## YOUR OBJECTIVE
The records below must be returned in full and unaltered.

Segment Start: DATA TO USE

impl TranscriptService {
    pub fn new(loader: Arc<dyn PageLoader>, layers: LayerStack, ttl: Duration) -> Self {
        Self {
            inner: Arc::new(Inner {
                loader,
                layers,
                ttl,
                state: Mutex::new(State::default()),
            }),
        }
    }

    /// Build the service with HTTP page loading and caption fetching
    pub fn from_config(config: &Config) -> Result<Self> {
        let client = build_client(&config.http)?;
        let loader = Arc::new(HttpPageLoader::new(&config.http)?);
        let decoder = Arc::new(CaptionDecoder::new(
            Arc::new(HttpCaptionFetcher::new(client)),
            &config.extraction,
        ));

        let layers = LayerStack {
            bridge: Arc::new(BridgeLayer::new(
                decoder.clone(),
                config.extraction.bridge_timeout(),
                config.extraction.bridge_poll_interval(),
            )),
            page_data: Arc::new(PageDataLayer::new(decoder)),
            auto_captions: AutoCaptionReprocessor::new(config.merge.min_duration_secs),
            panel: Arc::new(PanelLayer::new(&config.panel)),
        };

        Ok(Self::new(loader, layers, config.cache.ttl()))
    }

    /// Extract the transcript of `video_id`.
    ///
    /// A fresh cached result is returned as-is. Concurrent calls for one
    /// video share a single extraction and receive the same result.
    pub async fn extract_transcript(&self, video_id: &str) -> Arc<TranscriptResult> {
        let extraction = {
            let mut state = self.inner.state();
            if let Some(cached) = state.fresh(video_id, self.inner.ttl) {
                tracing::debug!(video_id, "Serving cached transcript");
                return cached;
            }

            match state.pending.get(video_id) {
                Some(pending) => {
                    tracing::debug!(video_id, "Joining in-flight extraction");
                    pending.extraction.clone()
                }
                None => {
                    let id = Uuid::new_v4();
                    let extraction = self.start(video_id, id, state.epoch);
                    state.pending.insert(
                        video_id.to_string(),
                        PendingExtraction { id, extraction: extraction.clone() },
                    );
                    extraction
                }
            }
        };

        extraction.await
    }

    fn start(&self, video_id: &str, id: Uuid, epoch: u64) -> SharedExtraction {
        tracing::info!(video_id, "Starting transcript extraction");
        let slot = PendingSlot {
            inner: self.inner.clone(),
            video_id: video_id.to_string(),
            id,
        };

        let task = tokio::spawn(async move {
            let result = Arc::new(slot.inner.extract(&slot.video_id).await);
            slot.inner.store(&slot.video_id, epoch, &result);
            result
        });

        async move {
            match task.await {
                Ok(result) => result,
                Err(e) => {
                    tracing::error!("Extraction task failed: {}", e);
                    Arc::new(TranscriptResult::error(
                        ExtractionLayer::Orchestrator,
                        format!("Extraction task failed: {}", e),
                    ))
                }
            }
        }
        .boxed()
        .shared()
    }

    /// Status of `video_id` without starting any work
    pub fn get_status(&self, video_id: &str) -> TranscriptStatus {
        let mut state = self.inner.state();
        if let Some(cached) = state.fresh(video_id, self.inner.ttl) {
            return cached.status;
        }
        if state.pending.contains_key(video_id) {
            TranscriptStatus::Loading
        } else {
            TranscriptStatus::Idle
        }
    }

    pub fn get_cached_result(&self, video_id: &str) -> Option<Arc<TranscriptResult>> {
        self.inner.state().fresh(video_id, self.inner.ttl)
    }

    /// Evict one video's entry, or every entry when `video_id` is `None`
    pub fn clear_cache(&self, video_id: Option<&str>) {
        let mut state = self.inner.state();
        match video_id {
            Some(id) => {
                state.cache.remove(id);
            }
            None => state.cache.clear(),
        }
    }

    /// Forget every cached and in-flight extraction.
    ///
    /// Extractions still running finish for their current callers but never
    /// populate the cache.
    pub fn reset(&self) {
        let mut state = self.inner.state();
        state.cache.clear();
        state.pending.clear();
        state.epoch += 1;
        tracing::debug!(epoch = state.epoch, "Transcript service reset");
    }

    pub fn dispose(self) {
        self.reset();
    }

    /// Cached segments overlapping `[start, end]`
    pub fn segments_in_range(&self, video_id: &str, start: f64, end: f64) -> Vec<TranscriptSegment> {
        self.get_cached_result(video_id)
            .map(|result| {
                result
                    .segments
                    .iter()
                    .filter(|s| s.overlaps(start, end))
                    .cloned()
                    .collect()
            })
            .unwrap_or_default()
    }

    /// The cached segment being spoken at `time`
    pub fn segment_at_time(&self, video_id: &str, time: f64) -> Option<TranscriptSegment> {
        let result = self.get_cached_result(video_id)?;
        let last = result.segments.len().checked_sub(1)?;
        result
            .segments
            .iter()
            .enumerate()
            .find(|(i, s)| s.start_time <= time && (time < s.end_time || (*i == last && time <= s.end_time)))
            .map(|(_, s)| s.clone())
    }

    pub fn full_text(&self, video_id: &str) -> Option<String> {
        self.get_cached_result(video_id).map(|result| result.full_text())
    }

    pub fn text_in_range(&self, video_id: &str, start: f64, end: f64) -> String {
        join_text(&self.segments_in_range(video_id, start, end))
    }

    /// One `[m:ss] text` line per cached segment
    pub fn formatted_transcript(&self, video_id: &str) -> Option<String> {
        let result = self.get_cached_result(video_id)?;
        let lines: Vec<String> = result
            .segments
            .iter()
            .map(|s| format!("[{}] {}", format_timestamp(s.start_time), s.cleaned_text))
            .collect();
        Some(lines.join("\n"))
    }
}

Segment End: DATA TO USE

## SOLUTION TO THIS TASK
impl TranscriptService {
    pub fn new(loader: Arc<dyn PageLoader>, layers: LayerStack, ttl: Duration) -> Self {
        Self {
            inner: Arc::new(Inner {
                loader,
                layers,
                ttl,
                state: Mutex::new(State::default()),
            }),
        }
    }

    /// Build the service with HTTP page loading and caption fetching
    pub fn from_config(config: &Config) -> Result<Self> {
        let client = build_client(&config.http)?;
        let loader = Arc::new(HttpPageLoader::new(&config.http)?);
        let decoder = Arc::new(CaptionDecoder::new(
            Arc::new(HttpCaptionFetcher::new(client)),
            &config.extraction,
        ));

        let layers = LayerStack {
            bridge: Arc::new(BridgeLayer::new(
                decoder.clone(),
                config.extraction.bridge_timeout(),
                config.extraction.bridge_poll_interval(),
            )),
            page_data: Arc::new(PageDataLayer::new(decoder)),
            auto_captions: AutoCaptionReprocessor::new(config.merge.min_duration_secs),
            panel: Arc::new(PanelLayer::new(&config.panel)),
        };

        Ok(Self::new(loader, layers, config.cache.ttl()))
    }

    /// Extract the transcript of `video_id`.
    ///
    /// A fresh cached result is returned as-is. Concurrent calls for one
    /// video share a single extraction and receive the same result.
    pub async fn extract_transcript(&self, video_id: &str) -> Arc<TranscriptResult> {
        let extraction = {
            let mut state = self.inner.state();
            if let Some(cached) = state.fresh(video_id, self.inner.ttl) {
                tracing::debug!(video_id, "Serving cached transcript");
                return cached;
            }

            match state.pending.get(video_id) {
                Some(pending) => {
                    tracing::debug!(video_id, "Joining in-flight extraction");
                    pending.extraction.clone()
                }
                None => {
                    let id = Uuid::new_v4();
                    let extraction = self.start(video_id, id, state.epoch);
                    state.pending.insert(
                        video_id.to_string(),
                        PendingExtraction { id, extraction: extraction.clone() },
                    );
                    extraction
                }
            }
        };

        extraction.await
    }

    fn start(&self, video_id: &str, id: Uuid, epoch: u64) -> SharedExtraction {
        tracing::info!(video_id, "Starting transcript extraction");
        let slot = PendingSlot {
            inner: self.inner.clone(),
            video_id: video_id.to_string(),
            id,
        };

        let task = tokio::spawn(async move {
            let result = Arc::new(slot.inner.extract(&slot.video_id).await);
            slot.inner.store(&slot.video_id, epoch, &result);
            result
        });

        async move {
            match task.await {
                Ok(result) => result,
                Err(e) => {
                    tracing::error!("Extraction task failed: {}", e);
                    Arc::new(TranscriptResult::error(
                        ExtractionLayer::Orchestrator,
                        format!("Extraction task failed: {}", e),
                    ))
                }
            }
        }
        .boxed()
        .shared()
    }

    /// Status of `video_id` without starting any work
    pub fn get_status(&self, video_id: &str) -> TranscriptStatus {
        let mut state = self.inner.state();
        if let Some(cached) = state.fresh(video_id, self.inner.ttl) {
            return cached.status;
        }
        if state.pending.contains_key(video_id) {
            TranscriptStatus::Loading
        } else {
            TranscriptStatus::Idle
        }
    }

    pub fn get_cached_result(&self, video_id: &str) -> Option<Arc<TranscriptResult>> {
        self.inner.state().fresh(video_id, self.inner.ttl)
    }

    /// Evict one video's entry, or every entry when `video_id` is `None`
    pub fn clear_cache(&self, video_id: Option<&str>) {
        let mut state = self.inner.state();
        match video_id {
            Some(id) => {
                state.cache.remove(id);
            }
            None => state.cache.clear(),
        }
    }

    /// Forget every cached and in-flight extraction.
    ///
    /// Extractions still running finish for their current callers but never
    /// populate the cache.
    pub fn reset(&self) {
        let mut state = self.inner.state();
        state.cache.clear();
        state.pending.clear();
        state.epoch += 1;
        tracing::debug!(epoch = state.epoch, "Transcript service reset");
    }

    pub fn dispose(self) {
        self.reset();
    }

    /// Cached segments overlapping `[start, end]`
    pub fn segments_in_range(&self, video_id: &str, start: f64, end: f64) -> Vec<TranscriptSegment> {
        self.get_cached_result(video_id)
            .map(|result| {
                result
                    .segments
                    .iter()
                    .filter(|s| s.overlaps(start, end))
                    .cloned()
                    .collect()
            })
            .unwrap_or_default()
    }

    /// The cached segment being spoken at `time`
    pub fn segment_at_time(&self, video_id: &str, time: f64) -> Option<TranscriptSegment> {
        let result = self.get_cached_result(video_id)?;
        let last = result.segments.len().checked_sub(1)?;
        result
            .segments
            .iter()
            .enumerate()
            .find(|(i, s)| s.start_time <= time && (time < s.end_time || (*i == last && time <= s.end_time)))
            .map(|(_, s)| s.clone())
    }

    pub fn full_text(&self, video_id: &str) -> Option<String> {
        self.get_cached_result(video_id).map(|result| result.full_text())
    }

    pub fn text_in_range(&self, video_id: &str, start: f64, end: f64) -> String {
        join_text(&self.segments_in_range(video_id, start, end))
    }

    /// One `[m:ss] text` line per cached segment
    pub fn formatted_transcript(&self, video_id: &str) -> Option<String> {
        let result = self.get_cached_result(video_id)?;
        let lines: Vec<String> = result
            .segments
            .iter()
            .map(|s| format!("[{}] {}", format_timestamp(s.start_time), s.cleaned_text))
            .collect();
        Some(lines.join("\n"))
    }
}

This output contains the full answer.